Copy the lines below verbatim, but only from the line containing "repository 3510faed5b2a76fa" through the end of the data.

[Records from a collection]
____

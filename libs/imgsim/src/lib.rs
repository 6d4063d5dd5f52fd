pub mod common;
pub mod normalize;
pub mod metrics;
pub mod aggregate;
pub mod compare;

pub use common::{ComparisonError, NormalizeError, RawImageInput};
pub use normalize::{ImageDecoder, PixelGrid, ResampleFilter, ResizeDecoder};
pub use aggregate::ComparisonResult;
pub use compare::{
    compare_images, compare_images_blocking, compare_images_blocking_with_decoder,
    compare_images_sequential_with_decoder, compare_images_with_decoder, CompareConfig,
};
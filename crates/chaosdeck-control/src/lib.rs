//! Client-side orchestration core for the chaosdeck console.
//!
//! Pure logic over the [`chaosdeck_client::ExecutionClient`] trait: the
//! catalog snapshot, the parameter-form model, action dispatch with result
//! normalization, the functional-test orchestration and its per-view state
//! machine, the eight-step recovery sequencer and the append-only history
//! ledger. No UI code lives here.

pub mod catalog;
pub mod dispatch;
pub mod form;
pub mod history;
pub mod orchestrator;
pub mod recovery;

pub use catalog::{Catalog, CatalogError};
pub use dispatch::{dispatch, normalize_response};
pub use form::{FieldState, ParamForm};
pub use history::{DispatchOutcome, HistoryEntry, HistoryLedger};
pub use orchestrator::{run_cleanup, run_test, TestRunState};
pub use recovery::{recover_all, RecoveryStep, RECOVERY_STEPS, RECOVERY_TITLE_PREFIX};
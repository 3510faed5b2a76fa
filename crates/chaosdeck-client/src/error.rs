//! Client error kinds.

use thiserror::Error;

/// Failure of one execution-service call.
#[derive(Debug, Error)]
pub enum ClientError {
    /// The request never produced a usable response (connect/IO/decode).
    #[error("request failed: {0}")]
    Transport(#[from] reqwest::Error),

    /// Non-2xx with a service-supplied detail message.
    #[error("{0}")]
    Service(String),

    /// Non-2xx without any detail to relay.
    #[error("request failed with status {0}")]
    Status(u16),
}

____

• [Task answer]:
repository 3510faed5b2a76fa
filename crates/chaosdeck-client/src/error.rs
//! Client error kinds.

use thiserror::Error;

/// Failure of one execution-service call.
#[derive(Debug, Error)]
pub enum ClientError {
    /// The request never produced a usable response (connect/IO/decode).
    #[error("request failed: {0}")]
    Transport(#[from] reqwest::Error),

    /// Non-2xx with a service-supplied detail message.
    #[error("{0}")]
    Service(String),

    /// Non-2xx without any detail to relay.
    #[error("request failed with status {0}")]
    Status(u16),
}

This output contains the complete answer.